Bone marrow failure due to acute myeloid leukemia (AML) is a significant factor behind the disease's high rate of morbidity and mortality. Previous studies in mice suggest that AML cells inhibit healthy hematopoietic (blood) stem and progenitor cells (HSPC). A study released in STEM CELLS adds to this extent of knowledge by showing how secreted cell factors, in particular a protein called transforming growth factor beta 1 (TGFβ1), leads to a breakdown in the production of healthy blood cells (a process called hematopoiesis) in humans.

The study's findings indicate that blocking TGFβ1 could improve hematopoiesis in AML patients.

Although AML makes up only about 1 percent of all cancers, it is the second most common type of leukemia diagnosed, according to the American Cancer Society. AML affects the blood and bone marrow—the spongy tissue inside bones where blood cells are made. The mortality rate is high—for those aged 20 and older, the five-year survival rate is a dismal 26 percent.

The mechanisms by which AML develops are not completely understood, but it is generally believed to begin in the hemopoietic stem cells or progenitors, which develop into myeloid cells and in turn go on to become red blood cells, white blood cells or platelets.
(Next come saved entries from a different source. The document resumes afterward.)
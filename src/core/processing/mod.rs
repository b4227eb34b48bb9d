// Per-document processing and statistics

pub mod processor;
pub mod stats;

pub use processor::{render, PiiProcessor};
pub use stats::{ProcessingStats, StatsTracker};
This latest study, by researchers at Heinrich-Heine-University Düsseldorf, was designed to investigate what role fluids secreted by leukemic cells might play in inhibiting the growth of healthy hematopoietic stem and HSPC.

"Experiments using conditioned media (CM) from AML cells to address secretory mechanisms have been performed before, but mainly in mice. In order to gain new insights into how this plays out in humans, we focused on the interaction between leukemic cells and healthy HSPC using an in vitro system modeling the in vivo situation of bone marrow infiltration by AML cells," said the study's corresponding author, Thomas Schroeder, M.D., Ph.D., Department of Hematology, Oncology and Clinical Immunology. This was accomplished by exposing healthy bone marrow-derived CD34+ HSPC to supernatants derived from AML cell lines and newly diagnosed AML patients. (CD34 is a marker of human HSC, while supernatants are the products secreted by cells.)
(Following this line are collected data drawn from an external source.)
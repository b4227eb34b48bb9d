//! Validate config command implementation
//!
//! This module implements the `validate-config` command for validating
//! the Veil configuration file.

use crate::config::load_config;
use clap::Args;

/// Arguments for the validate-config command
#[derive(Args, Debug)]
pub struct ValidateArgs {}

impl ValidateArgs {
    /// Execute the validate-config command
    pub async fn execute(&self, config_path: &str) -> anyhow::Result<i32> {
        tracing::info!(config_path = %config_path, "Validating configuration");

        println!("🔍 Validating configuration file: {config_path}");
        println!();

        // Parsing includes validation
        let config = match load_config(config_path) {
            Ok(c) => c,
            Err(e) => {
                println!("❌ Configuration validation failed");
                println!("   Error: {e}");
                println!();
                return Ok(2);
            }
        };

        println!("✅ Configuration is valid");
        println!();
        println!("Configuration Summary:");
        println!("  Log Level: {}", config.application.log_level);

        let types: Vec<&str> = config.detector.types.iter().map(|t| t.as_str()).collect();
        println!("  PII Types: {}", types.join(", "));
        println!(
            "  Confidence Threshold: {}",
            config.detector.confidence_threshold
        );
        println!("  Mode: {}", config.detector.mode);
        match config.detector.pattern_library {
            Some(ref path) => println!("  Pattern Library: {}", path.display()),
            None => println!("  Pattern Library: built-in"),
        }

        if config.recognizer.enabled {
            println!(
                "  Recognizer: {} {} at {}",
                config.recognizer.model_name,
                config.recognizer.model_version,
                config.recognizer.endpoint
            );
            println!(
                "  Recognizer Token: {}",
                if config.recognizer.api_token.is_some() {
                    "set"
                } else {
                    "not set"
                }
            );
            println!("  Request Timeout: {}s", config.recognizer.timeout_seconds);
        } else {
            println!("  Recognizer: disabled (pattern fallback only)");
        }

        if config.audit.enabled {
            println!("  Audit Log: {}", config.audit.log_path.display());
        } else {
            println!("  Audit Log: disabled");
        }
        println!();

        Ok(0)
    }
}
"Our findings revealed that exposure to AML-derived supernatants significantly inhibited proliferation, cell cycling, colony formation and differentiation of healthy CD34+ HSPC," Dr. Schroeder reported. "Further experiments determined that leukemic cells induce functional inhibition of healthy HSPC, at least in part through TGFβ1.
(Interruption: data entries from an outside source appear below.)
//! Structured logging setup using tracing
//!
//! Console output always goes to stderr so that anonymized text written to
//! stdout stays clean; the optional file layer writes JSON lines through a
//! non-blocking rolling appender.

use crate::config::LoggingConfig;
use crate::domain::{Result, VeilError};
use tracing::Level;
use tracing_appender::non_blocking::WorkerGuard;
use tracing_appender::rolling::{RollingFileAppender, Rotation};
use tracing_subscriber::fmt::format::FmtSpan;
use tracing_subscriber::layer::SubscriberExt;
use tracing_subscriber::util::SubscriberInitExt;
use tracing_subscriber::{EnvFilter, Layer};

/// Guard that must be kept alive for the duration of the program
/// to ensure logs are flushed properly
pub struct LoggingGuard {
    _file_guard: Option<WorkerGuard>,
}

impl LoggingGuard {
    fn new(file_guard: Option<WorkerGuard>) -> Self {
        Self {
            _file_guard: file_guard,
        }
    }
}

/// Initialize the logging system based on configuration
///
/// # Arguments
///
/// * `log_level_str` - Log level as a string (trace, debug, info, warn, error)
/// * `config` - Logging configuration
///
/// # Returns
///
/// A `LoggingGuard` that must be kept alive for the duration of the program
///
/// # Example
///
/// ```no_run
/// use veil::logging::init_logging;
/// use veil::config::LoggingConfig;
///
/// let config = LoggingConfig::default();
/// let _guard = init_logging("info", &config).expect("Failed to initialize logging");
/// ```
pub fn init_logging(log_level_str: &str, config: &LoggingConfig) -> Result<LoggingGuard> {
    let log_level = parse_log_level(log_level_str)?;

    let env_filter = EnvFilter::try_from_default_env()
        .unwrap_or_else(|_| EnvFilter::new(format!("veil={}", log_level)));

    let mut layers = Vec::new();

    let console_layer = tracing_subscriber::fmt::layer()
        .with_target(true)
        .with_writer(std::io::stderr)
        .with_filter(env_filter.clone());

    layers.push(console_layer.boxed());

    let file_guard = if config.local_enabled {
        std::fs::create_dir_all(&config.local_path).map_err(|e| {
            VeilError::Configuration(format!(
                "Failed to create log directory {}: {}",
                config.local_path, e
            ))
        })?;

        let file_appender = RollingFileAppender::new(
            parse_rotation(&config.local_rotation),
            &config.local_path,
            "veil.log",
        );
        let (non_blocking, guard) = tracing_appender::non_blocking(file_appender);

        let file_layer = tracing_subscriber::fmt::layer()
            .json()
            .with_target(true)
            .with_thread_ids(true)
            .with_span_events(FmtSpan::CLOSE)
            .with_writer(non_blocking)
            .with_filter(env_filter);

        layers.push(file_layer.boxed());
        Some(guard)
    } else {
        None
    };

    tracing_subscriber::registry().with(layers).try_init().map_err(|e| {
        VeilError::Configuration(format!("Failed to install tracing subscriber: {e}"))
    })?;

    tracing::debug!(
        local_enabled = config.local_enabled,
        local_path = %config.local_path,
        rotation = %config.local_rotation,
        "Logging initialized"
    );

    Ok(LoggingGuard::new(file_guard))
}

fn parse_rotation(rotation: &str) -> Rotation {
    match rotation {
        "hourly" => Rotation::HOURLY,
        "never" => Rotation::NEVER,
        _ => Rotation::DAILY,
    }
}

/// Parse log level from string
fn parse_log_level(level_str: &str) -> Result<Level> {
    match level_str.to_lowercase().as_str() {
        "trace" => Ok(Level::TRACE),
        "debug" => Ok(Level::DEBUG),
        "info" => Ok(Level::INFO),
        "warn" => Ok(Level::WARN),
        "error" => Ok(Level::ERROR),
        _ => Err(VeilError::Configuration(format!(
            "Invalid log level: {}. Must be one of: trace, debug, info, warn, error",
            level_str
        ))),
    }
}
"Blocking the TGFβ1 pathway is something that could be pharmacologically accomplished with a TGFβ1 inhibitor such as SD208. Our data indicate this could be a promising approach to improve hematopoiesis in AML patients."

Dr. Jan Nolta, Editor-in-Chief of STEM CELLS, said, "finding factors for possible intervention in the perplexing issue of suppression of normal hematopoiesis by AML cells is highly important. The possibility of targeting TGFβ1 in order to allow the normal stem and progenitor cells to expand is a promising lead toward future treatments."